> **Work instruction**
From the data below, set down exactly the lines between the one holding "const CHARS_PER_TOKEN: usize = 4;" and the one holding "let mut remaining = trimmed;", inclusive, and no others.

(Stored items)
*** Begin section ***

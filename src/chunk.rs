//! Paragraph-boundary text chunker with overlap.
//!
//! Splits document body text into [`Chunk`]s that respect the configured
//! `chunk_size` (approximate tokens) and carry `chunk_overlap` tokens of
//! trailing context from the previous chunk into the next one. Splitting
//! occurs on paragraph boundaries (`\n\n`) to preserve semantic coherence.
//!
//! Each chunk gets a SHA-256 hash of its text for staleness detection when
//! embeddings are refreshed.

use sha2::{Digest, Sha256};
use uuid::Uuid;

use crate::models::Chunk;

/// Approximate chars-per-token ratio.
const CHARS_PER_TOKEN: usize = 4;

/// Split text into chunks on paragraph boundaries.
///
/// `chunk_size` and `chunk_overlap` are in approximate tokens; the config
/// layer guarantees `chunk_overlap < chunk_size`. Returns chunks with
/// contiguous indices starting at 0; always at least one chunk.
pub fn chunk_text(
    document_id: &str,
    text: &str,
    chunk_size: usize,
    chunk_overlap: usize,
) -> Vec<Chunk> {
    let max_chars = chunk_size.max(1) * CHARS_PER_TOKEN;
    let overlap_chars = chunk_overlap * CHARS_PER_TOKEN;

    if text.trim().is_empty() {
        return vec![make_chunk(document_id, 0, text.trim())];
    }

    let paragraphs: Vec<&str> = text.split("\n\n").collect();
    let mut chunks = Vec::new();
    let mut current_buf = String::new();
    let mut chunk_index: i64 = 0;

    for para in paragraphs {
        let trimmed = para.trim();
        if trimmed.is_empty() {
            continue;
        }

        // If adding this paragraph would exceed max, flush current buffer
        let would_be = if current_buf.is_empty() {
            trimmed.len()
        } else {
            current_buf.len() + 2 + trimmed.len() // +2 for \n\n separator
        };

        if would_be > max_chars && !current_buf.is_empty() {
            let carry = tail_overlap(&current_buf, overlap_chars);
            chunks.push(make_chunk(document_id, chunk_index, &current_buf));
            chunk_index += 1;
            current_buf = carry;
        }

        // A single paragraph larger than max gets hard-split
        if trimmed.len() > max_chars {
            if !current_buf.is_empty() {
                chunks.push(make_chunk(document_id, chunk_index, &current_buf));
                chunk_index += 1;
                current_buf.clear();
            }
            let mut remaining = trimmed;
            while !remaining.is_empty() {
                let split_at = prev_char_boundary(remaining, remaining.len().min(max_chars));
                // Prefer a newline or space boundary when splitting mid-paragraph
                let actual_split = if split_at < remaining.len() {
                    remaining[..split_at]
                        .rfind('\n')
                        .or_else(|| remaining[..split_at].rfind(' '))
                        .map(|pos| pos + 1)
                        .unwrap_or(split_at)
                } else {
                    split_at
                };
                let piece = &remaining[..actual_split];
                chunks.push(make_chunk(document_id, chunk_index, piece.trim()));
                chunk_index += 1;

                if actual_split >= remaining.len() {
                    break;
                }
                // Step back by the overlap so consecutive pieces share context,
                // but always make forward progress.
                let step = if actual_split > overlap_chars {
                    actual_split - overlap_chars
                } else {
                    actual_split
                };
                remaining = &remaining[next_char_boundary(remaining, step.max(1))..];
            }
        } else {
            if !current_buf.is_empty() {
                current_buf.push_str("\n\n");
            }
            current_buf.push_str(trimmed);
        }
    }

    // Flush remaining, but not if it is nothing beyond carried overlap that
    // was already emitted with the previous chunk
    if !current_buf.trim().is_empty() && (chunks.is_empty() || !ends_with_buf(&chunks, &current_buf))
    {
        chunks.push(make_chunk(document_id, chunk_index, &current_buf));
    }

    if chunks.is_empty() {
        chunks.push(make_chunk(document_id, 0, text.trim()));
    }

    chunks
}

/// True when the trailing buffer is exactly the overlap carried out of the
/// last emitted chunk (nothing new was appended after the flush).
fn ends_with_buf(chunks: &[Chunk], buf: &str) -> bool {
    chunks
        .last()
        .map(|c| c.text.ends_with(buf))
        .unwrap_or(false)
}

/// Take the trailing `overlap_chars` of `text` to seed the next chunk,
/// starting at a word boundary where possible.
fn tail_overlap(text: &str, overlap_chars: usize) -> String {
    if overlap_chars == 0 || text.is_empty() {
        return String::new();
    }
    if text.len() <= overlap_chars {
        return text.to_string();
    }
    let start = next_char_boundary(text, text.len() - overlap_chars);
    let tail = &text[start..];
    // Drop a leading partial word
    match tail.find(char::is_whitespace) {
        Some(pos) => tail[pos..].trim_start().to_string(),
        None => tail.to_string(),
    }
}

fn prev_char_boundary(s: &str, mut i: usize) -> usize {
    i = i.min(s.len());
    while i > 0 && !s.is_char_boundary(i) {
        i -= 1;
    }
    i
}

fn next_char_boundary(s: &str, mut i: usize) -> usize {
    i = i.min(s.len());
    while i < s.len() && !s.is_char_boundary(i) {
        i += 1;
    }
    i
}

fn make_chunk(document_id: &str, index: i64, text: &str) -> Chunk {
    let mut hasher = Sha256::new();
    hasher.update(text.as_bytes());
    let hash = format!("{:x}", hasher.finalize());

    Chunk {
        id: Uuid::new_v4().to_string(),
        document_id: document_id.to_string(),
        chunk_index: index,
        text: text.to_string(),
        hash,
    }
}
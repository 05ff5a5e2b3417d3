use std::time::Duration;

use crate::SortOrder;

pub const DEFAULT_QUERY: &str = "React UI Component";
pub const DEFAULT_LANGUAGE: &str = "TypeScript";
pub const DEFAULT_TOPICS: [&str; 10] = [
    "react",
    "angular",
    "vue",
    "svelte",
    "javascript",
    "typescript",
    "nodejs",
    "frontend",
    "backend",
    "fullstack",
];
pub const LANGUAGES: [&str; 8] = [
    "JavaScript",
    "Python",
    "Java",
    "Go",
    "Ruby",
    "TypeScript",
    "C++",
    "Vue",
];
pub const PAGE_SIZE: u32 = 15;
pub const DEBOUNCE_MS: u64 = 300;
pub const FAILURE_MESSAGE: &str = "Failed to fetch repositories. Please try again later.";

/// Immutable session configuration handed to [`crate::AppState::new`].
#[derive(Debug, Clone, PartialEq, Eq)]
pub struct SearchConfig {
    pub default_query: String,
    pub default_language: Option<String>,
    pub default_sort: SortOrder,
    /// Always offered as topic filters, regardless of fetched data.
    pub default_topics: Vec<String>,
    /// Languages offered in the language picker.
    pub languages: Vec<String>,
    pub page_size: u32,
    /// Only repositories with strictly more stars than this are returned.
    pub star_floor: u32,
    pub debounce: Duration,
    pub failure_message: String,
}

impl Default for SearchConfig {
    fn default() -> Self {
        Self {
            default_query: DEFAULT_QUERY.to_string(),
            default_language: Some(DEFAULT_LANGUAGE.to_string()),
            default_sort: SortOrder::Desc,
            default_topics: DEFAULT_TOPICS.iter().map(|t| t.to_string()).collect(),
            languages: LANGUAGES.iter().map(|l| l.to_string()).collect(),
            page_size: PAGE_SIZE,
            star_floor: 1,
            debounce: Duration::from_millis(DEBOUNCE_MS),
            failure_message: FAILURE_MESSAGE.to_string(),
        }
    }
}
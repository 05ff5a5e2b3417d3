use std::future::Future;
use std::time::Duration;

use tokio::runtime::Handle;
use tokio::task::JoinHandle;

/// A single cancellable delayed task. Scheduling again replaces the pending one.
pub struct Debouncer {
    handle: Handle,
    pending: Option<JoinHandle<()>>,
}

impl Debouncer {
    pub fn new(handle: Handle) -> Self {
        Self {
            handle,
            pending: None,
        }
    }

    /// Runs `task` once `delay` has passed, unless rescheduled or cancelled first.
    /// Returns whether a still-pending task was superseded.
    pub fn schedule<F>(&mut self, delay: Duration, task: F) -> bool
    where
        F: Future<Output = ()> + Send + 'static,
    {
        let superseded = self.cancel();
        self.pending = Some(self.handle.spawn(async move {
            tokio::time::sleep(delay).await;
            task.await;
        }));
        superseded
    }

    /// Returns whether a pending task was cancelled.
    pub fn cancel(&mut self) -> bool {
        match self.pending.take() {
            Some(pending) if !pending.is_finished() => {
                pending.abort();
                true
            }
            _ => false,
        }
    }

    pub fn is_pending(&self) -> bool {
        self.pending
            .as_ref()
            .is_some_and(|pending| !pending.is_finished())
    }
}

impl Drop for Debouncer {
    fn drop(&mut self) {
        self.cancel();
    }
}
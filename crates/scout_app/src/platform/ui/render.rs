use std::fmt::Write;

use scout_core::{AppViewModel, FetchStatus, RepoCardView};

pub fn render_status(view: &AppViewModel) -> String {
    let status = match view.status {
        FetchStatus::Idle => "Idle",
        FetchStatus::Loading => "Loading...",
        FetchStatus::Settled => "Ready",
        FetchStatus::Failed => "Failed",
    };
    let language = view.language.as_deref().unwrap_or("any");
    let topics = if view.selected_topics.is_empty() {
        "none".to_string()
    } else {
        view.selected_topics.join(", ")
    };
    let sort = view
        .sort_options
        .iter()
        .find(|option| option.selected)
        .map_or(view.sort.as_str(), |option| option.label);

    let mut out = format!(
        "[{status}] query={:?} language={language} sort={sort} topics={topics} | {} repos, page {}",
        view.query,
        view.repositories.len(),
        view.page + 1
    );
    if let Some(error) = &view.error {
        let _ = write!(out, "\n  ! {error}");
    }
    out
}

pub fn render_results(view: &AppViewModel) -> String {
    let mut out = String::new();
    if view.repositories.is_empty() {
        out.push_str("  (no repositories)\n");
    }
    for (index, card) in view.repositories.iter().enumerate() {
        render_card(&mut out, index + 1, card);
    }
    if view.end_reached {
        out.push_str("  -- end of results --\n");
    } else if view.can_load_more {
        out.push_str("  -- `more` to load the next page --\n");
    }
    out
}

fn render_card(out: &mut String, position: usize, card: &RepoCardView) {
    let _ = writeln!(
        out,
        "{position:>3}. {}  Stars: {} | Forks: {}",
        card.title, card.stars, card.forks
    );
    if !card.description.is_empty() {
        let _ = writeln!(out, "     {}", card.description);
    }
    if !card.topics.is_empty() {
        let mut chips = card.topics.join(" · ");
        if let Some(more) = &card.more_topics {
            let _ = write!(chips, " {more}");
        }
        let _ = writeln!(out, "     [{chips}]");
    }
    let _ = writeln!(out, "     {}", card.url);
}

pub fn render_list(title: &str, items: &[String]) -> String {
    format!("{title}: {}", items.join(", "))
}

*** End section ***

> **Reply to the exercise**
const CHARS_PER_TOKEN: usize = 4;

/// Split text into chunks on paragraph boundaries.
///
/// `chunk_size` and `chunk_overlap` are in approximate tokens; the config
/// layer guarantees `chunk_overlap < chunk_size`. Returns chunks with
/// contiguous indices starting at 0; always at least one chunk.
pub fn chunk_text(
    document_id: &str,
    text: &str,
    chunk_size: usize,
    chunk_overlap: usize,
) -> Vec<Chunk> {
    let max_chars = chunk_size.max(1) * CHARS_PER_TOKEN;
    let overlap_chars = chunk_overlap * CHARS_PER_TOKEN;

    if text.trim().is_empty() {
        return vec![make_chunk(document_id, 0, text.trim())];
    }

    let paragraphs: Vec<&str> = text.split("\n\n").collect();
    let mut chunks = Vec::new();
    let mut current_buf = String::new();
    let mut chunk_index: i64 = 0;

    for para in paragraphs {
        let trimmed = para.trim();
        if trimmed.is_empty() {
            continue;
        }

        // If adding this paragraph would exceed max, flush current buffer
        let would_be = if current_buf.is_empty() {
            trimmed.len()
        } else {
            current_buf.len() + 2 + trimmed.len() // +2 for \n\n separator
        };

        if would_be > max_chars && !current_buf.is_empty() {
            let carry = tail_overlap(&current_buf, overlap_chars);
            chunks.push(make_chunk(document_id, chunk_index, &current_buf));
            chunk_index += 1;
            current_buf = carry;
        }

        // A single paragraph larger than max gets hard-split
        if trimmed.len() > max_chars {
            if !current_buf.is_empty() {
                chunks.push(make_chunk(document_id, chunk_index, &current_buf));
                chunk_index += 1;
                current_buf.clear();
            }
            let mut remaining = trimmed;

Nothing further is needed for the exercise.